+++ EXTRACTED INFORMATION +++

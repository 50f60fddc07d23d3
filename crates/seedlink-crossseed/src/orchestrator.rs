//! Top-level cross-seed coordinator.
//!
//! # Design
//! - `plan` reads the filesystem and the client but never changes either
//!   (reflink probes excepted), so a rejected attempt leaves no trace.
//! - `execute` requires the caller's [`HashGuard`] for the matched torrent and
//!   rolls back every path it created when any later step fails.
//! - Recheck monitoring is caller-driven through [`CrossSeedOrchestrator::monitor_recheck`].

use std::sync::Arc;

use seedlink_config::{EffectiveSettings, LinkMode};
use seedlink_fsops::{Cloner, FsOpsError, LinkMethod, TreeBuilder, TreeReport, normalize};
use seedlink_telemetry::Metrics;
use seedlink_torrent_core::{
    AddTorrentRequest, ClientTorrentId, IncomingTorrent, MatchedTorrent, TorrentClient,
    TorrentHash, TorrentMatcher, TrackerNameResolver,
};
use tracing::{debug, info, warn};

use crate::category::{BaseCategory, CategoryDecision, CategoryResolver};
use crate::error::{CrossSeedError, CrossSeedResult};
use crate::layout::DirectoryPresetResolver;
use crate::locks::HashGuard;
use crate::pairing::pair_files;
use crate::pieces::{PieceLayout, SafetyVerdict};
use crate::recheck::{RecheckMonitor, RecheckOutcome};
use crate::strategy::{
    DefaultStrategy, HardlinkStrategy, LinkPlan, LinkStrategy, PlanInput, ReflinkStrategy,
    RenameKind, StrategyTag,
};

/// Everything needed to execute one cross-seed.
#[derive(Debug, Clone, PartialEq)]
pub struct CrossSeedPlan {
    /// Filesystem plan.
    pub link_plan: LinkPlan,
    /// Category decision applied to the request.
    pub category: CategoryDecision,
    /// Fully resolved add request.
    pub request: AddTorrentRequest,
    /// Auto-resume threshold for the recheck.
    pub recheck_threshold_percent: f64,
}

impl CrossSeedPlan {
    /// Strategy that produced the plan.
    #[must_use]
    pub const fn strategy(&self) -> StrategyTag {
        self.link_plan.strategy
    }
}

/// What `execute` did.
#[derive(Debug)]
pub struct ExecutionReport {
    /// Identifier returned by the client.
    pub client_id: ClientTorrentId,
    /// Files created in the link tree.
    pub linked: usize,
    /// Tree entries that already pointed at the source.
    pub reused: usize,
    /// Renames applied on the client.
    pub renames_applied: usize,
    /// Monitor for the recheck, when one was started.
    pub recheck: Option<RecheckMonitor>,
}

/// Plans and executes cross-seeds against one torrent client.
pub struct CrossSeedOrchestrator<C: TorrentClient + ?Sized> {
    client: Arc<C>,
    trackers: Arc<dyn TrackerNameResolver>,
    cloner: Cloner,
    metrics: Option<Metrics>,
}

+++

### REQUIREMENT
Counting the line that contains "at the source." as the first, copy exactly every line through the end of the records, and nothing else.

### TASK RESPONSE
    /// Tree entries that already pointed at the source.
    pub reused: usize,
    /// Renames applied on the client.
    pub renames_applied: usize,
    /// Monitor for the recheck, when one was started.
    pub recheck: Option<RecheckMonitor>,
}

/// Plans and executes cross-seeds against one torrent client.
pub struct CrossSeedOrchestrator<C: TorrentClient + ?Sized> {
    client: Arc<C>,
    trackers: Arc<dyn TrackerNameResolver>,
    cloner: Cloner,
    metrics: Option<Metrics>,
}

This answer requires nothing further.